Subtracting the \(\Lambda \) divergences \(\hat{\Gamma }_{\Lambda \text {Ddiv}}^{(1)}\) from \(\hat{S}_{\Lambda }\), we can define the one-loop renormalized action \(\hat{S}_{f\text {ren}}\) of the final theory, which reads

$$\begin{aligned} \hat{S}_{f\text {ren}}=\hat{S}_{\Lambda }-\hat{\Gamma } _{\Lambda \text {Ddiv}}^{(1)}+\mathcal {O}(\hbar ^{2}). \end{aligned}$$

For the moment we do not need to specify the \(\mathcal {O}(\hbar ^{2})\) terms of this subtraction (but later we will have to be precise about them).
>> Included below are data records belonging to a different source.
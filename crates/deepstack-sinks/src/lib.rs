//! # DeepStack Sinks
//!
//! Backends and sinks for the DeepStack logger.
//!
//! ## Modules
//!
//! - `sink` - The sink trait
//! - `console` - Colored single-line console output
//! - `file` - Rotating, compressing JSON Lines file output
//! - `tracing_sink` - Forwarding into `tracing`
//! - `backend` - The multi-sink backend
//! - `config` - Configuration, environment loading and logger bootstrap

pub mod backend;
pub mod config;
pub mod console;
pub mod file;
pub mod sink;
pub mod tracing_sink;

pub use backend::SinkBackend;
pub use config::{build_backend, logger_for, new_logger, LoggerConfig, SetupError};
pub use console::ConsoleSink;
pub use file::{render_json, FileSinkConfig, RotatingFileSink};
pub use sink::Sink;
pub use tracing_sink::{TracingSink, TRACING_TARGET};
//! Log severity levels

use serde::{Deserialize, Serialize};
use std::fmt;

/// Log level, ordered by severity
#[derive(
    Debug, Clone, Copy, Default, Serialize, Deserialize, PartialEq, Eq, PartialOrd, Ord, Hash,
)]
#[serde(rename_all = "lowercase")]
pub enum Level {
    Debug,
    #[default]
    Info,
    Warn,
    Error,
}

impl Level {
    pub fn as_str(&self) -> &'static str {
        match self {
            Self::Debug => "debug",
            Self::Info => "info",
            Self::Warn => "warn",
            Self::Error => "error",
        }
    }

    /// Upper-case label used by the console and file renderers
    pub fn label(&self) -> &'static str {
        match self {
            Self::Debug => "DEBUG",
            Self::Info => "INFO",
            Self::Warn => "WARN",
            Self::Error => "ERROR",
        }
    }

    /// Case-insensitive parse. Returns `None` for unrecognized names.
    pub fn parse(s: &str) -> Option<Self> {
        match s.trim().to_lowercase().as_str() {
            "debug" => Some(Self::Debug),
            "info" => Some(Self::Info),
            "warn" | "warning" => Some(Self::Warn),
            "error" => Some(Self::Error),
            _ => None,
        }
    }

    /// Parse a configured level. Unrecognized names map to `Info`.
    pub fn from_config(s: &str) -> Self {
        Self::parse(s).unwrap_or_default()
    }
}

impl fmt::Display for Level {
    fn fmt(&self, f: &mut fmt::Formatter<'_>) -> fmt::Result {
        f.write_str(self.label())
    }
}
The anomaly of the final theory is

$$\begin{aligned} \mathcal {A}_{f}=\langle (\hat{S}_{f\text {ren}},\hat{S}_{f \text {ren}})\rangle _{\hat{S}_{f\text {ren}}}, \end{aligned}$$

and its one-loop nonevanescent part is the quantity \(\mathcal {A}_{f\text {nev}}^{(1)}\) we want, where the subscript “nev” close to the subscript “\(f\)” denotes the contributions that do not vanish in the DHD limit. We have

$$\begin{aligned} \mathcal {A}_{f}&= \langle (\hat{S}_{\Lambda }-\hat{\Gamma }_{\Lambda \text {Ddiv}}^{(1)},\hat{S}_{\Lambda }-\hat{\Gamma }_{\Lambda \text {Ddiv}}^{(1)})\rangle _{\hat{S}_{\Lambda }-\hat{\Gamma }_{\Lambda \text {Ddiv}}^{(1)}}+\mathcal {O}(\hbar ^{2})\nonumber \\&= \mathcal {\hat{A}} _{\Lambda }-2(S_{\Lambda },\hat{\Gamma }_{\Lambda \text {Ddiv} }^{(1)})+\mathcal {O}(\hbar ^{2}) \nonumber \\&= (S_{\Lambda },S_{\Lambda })+\mathcal {A}_{\Lambda \text {nev} }^{(1)}+\mathcal {A}_{\Lambda \text {ev}}^{(1)}-2(S_{r},\hat{ \Gamma }_{\Lambda \text {Ddiv}}^{(1)})\nonumber \\&-2(S_{\Lambda }-S_{r}, \hat{\Gamma }_{\Lambda \text {Ddiv}}^{(1)})+\mathcal {O}(\hbar ^{2}). \end{aligned}$$
(5.8)

In these manipulations we have used the formula

$$\begin{aligned} \mathcal {\hat{A}}_{\Lambda }=\langle (\hat{S}_{\Lambda },\hat{S}_{\Lambda })\rangle _{\hat{S}_{\Lambda }}=\langle (\hat{S}_{\Lambda },\hat{S}_{\Lambda })\rangle _{\hat{S}_{\Lambda }-\hat{\Gamma }_{\Lambda \text { Ddiv}}^{(1)}}+\mathcal {O}(\hbar ^{2}), \end{aligned}$$

which holds because at one loop the vertices of \(\hat{\Gamma }_{\Lambda \text {Ddiv}}^{(1)}\), which are already \(\mathcal {O}(\hbar )\), cannot contribute to one-particle irreducible diagrams containing one insertion of \((\hat{S}_{\Lambda },\hat{S}_{\Lambda })\).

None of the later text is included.